Exactly the lines from the opening of the records through the line containing "CREATE TABLE IF NOT EXISTS relationships" should be copied, with both included.
RECORDS FOR THE EXERCISE START
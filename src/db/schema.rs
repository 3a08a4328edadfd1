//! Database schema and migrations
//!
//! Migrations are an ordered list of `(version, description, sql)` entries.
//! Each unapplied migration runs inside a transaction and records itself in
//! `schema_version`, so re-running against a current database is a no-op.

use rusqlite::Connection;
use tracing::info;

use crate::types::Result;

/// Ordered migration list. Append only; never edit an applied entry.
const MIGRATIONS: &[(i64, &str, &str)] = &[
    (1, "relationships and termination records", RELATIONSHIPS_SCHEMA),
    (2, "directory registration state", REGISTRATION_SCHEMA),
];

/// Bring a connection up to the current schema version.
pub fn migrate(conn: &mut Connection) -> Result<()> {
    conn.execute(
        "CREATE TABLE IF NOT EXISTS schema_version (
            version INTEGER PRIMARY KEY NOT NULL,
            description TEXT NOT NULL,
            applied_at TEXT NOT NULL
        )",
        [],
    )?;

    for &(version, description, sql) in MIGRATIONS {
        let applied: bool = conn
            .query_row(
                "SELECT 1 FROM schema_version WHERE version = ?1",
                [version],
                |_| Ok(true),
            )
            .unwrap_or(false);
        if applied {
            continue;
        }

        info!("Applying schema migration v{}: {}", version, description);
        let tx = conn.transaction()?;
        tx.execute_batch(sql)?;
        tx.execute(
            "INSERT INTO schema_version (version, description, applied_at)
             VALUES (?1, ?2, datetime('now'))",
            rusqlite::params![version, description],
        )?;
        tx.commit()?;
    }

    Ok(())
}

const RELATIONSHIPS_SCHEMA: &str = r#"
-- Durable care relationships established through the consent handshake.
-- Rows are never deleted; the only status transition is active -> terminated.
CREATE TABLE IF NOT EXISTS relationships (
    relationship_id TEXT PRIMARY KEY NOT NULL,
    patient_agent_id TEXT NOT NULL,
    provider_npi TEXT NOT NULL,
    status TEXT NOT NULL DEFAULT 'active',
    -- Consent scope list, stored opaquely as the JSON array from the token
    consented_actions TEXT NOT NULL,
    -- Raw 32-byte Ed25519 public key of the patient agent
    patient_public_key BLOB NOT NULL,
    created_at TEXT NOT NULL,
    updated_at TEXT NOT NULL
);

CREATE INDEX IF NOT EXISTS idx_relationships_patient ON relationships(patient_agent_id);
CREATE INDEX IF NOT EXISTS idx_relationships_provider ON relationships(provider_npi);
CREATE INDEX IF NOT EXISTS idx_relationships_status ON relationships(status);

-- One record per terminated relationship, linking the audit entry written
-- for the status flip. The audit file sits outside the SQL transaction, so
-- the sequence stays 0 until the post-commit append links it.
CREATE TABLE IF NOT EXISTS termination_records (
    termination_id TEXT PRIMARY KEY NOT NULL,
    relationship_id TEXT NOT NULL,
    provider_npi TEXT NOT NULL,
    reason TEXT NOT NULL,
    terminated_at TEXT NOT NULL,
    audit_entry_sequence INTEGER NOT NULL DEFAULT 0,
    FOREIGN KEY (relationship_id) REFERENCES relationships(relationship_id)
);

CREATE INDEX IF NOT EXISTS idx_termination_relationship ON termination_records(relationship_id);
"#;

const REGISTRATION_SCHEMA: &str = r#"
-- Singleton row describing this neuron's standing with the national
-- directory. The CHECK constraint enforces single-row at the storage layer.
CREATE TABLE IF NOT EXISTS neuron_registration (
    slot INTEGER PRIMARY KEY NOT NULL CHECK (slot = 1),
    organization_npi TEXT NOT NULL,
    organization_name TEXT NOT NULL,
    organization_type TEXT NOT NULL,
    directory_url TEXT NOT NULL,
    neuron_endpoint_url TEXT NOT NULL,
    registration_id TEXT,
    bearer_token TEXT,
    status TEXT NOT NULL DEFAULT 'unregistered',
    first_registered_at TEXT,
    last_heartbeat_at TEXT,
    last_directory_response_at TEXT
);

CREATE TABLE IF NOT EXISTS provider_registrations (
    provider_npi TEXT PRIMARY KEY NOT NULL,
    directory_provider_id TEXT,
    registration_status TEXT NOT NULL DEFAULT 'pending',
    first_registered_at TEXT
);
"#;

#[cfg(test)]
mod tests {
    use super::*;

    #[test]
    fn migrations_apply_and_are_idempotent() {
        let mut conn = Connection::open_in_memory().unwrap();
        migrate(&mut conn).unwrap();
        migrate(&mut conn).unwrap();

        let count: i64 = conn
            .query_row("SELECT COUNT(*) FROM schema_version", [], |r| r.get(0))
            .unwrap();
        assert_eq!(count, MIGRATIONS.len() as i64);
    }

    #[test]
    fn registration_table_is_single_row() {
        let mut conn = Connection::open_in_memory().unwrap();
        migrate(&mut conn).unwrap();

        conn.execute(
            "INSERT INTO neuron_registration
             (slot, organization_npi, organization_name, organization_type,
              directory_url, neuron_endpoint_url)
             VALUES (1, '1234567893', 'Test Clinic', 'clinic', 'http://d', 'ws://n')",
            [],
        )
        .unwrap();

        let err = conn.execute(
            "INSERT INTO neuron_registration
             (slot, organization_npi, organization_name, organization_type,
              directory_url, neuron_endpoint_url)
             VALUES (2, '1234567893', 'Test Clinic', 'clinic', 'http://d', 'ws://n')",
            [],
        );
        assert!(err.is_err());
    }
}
RECORDS FOR THE EXERCISE END
TASK ANSWER:
filename src/db/schema.rs
repository 3a08a4328edadfd1
//! Database schema and migrations
//!
//! Migrations are an ordered list of `(version, description, sql)` entries.
//! Each unapplied migration runs inside a transaction and records itself in
//! `schema_version`, so re-running against a current database is a no-op.

use rusqlite::Connection;
use tracing::info;

use crate::types::Result;

/// Ordered migration list. Append only; never edit an applied entry.
const MIGRATIONS: &[(i64, &str, &str)] = &[
    (1, "relationships and termination records", RELATIONSHIPS_SCHEMA),
    (2, "directory registration state", REGISTRATION_SCHEMA),
];

/// Bring a connection up to the current schema version.
pub fn migrate(conn: &mut Connection) -> Result<()> {
    conn.execute(
        "CREATE TABLE IF NOT EXISTS schema_version (
            version INTEGER PRIMARY KEY NOT NULL,
            description TEXT NOT NULL,
            applied_at TEXT NOT NULL
        )",
        [],
    )?;

    for &(version, description, sql) in MIGRATIONS {
        let applied: bool = conn
            .query_row(
                "SELECT 1 FROM schema_version WHERE version = ?1",
                [version],
                |_| Ok(true),
            )
            .unwrap_or(false);
        if applied {
            continue;
        }

        info!("Applying schema migration v{}: {}", version, description);
        let tx = conn.transaction()?;
        tx.execute_batch(sql)?;
        tx.execute(
            "INSERT INTO schema_version (version, description, applied_at)
             VALUES (?1, ?2, datetime('now'))",
            rusqlite::params![version, description],
        )?;
        tx.commit()?;
    }

    Ok(())
}

const RELATIONSHIPS_SCHEMA: &str = r#"
-- Durable care relationships established through the consent handshake.
-- Rows are never deleted; the only status transition is active -> terminated.
CREATE TABLE IF NOT EXISTS relationships (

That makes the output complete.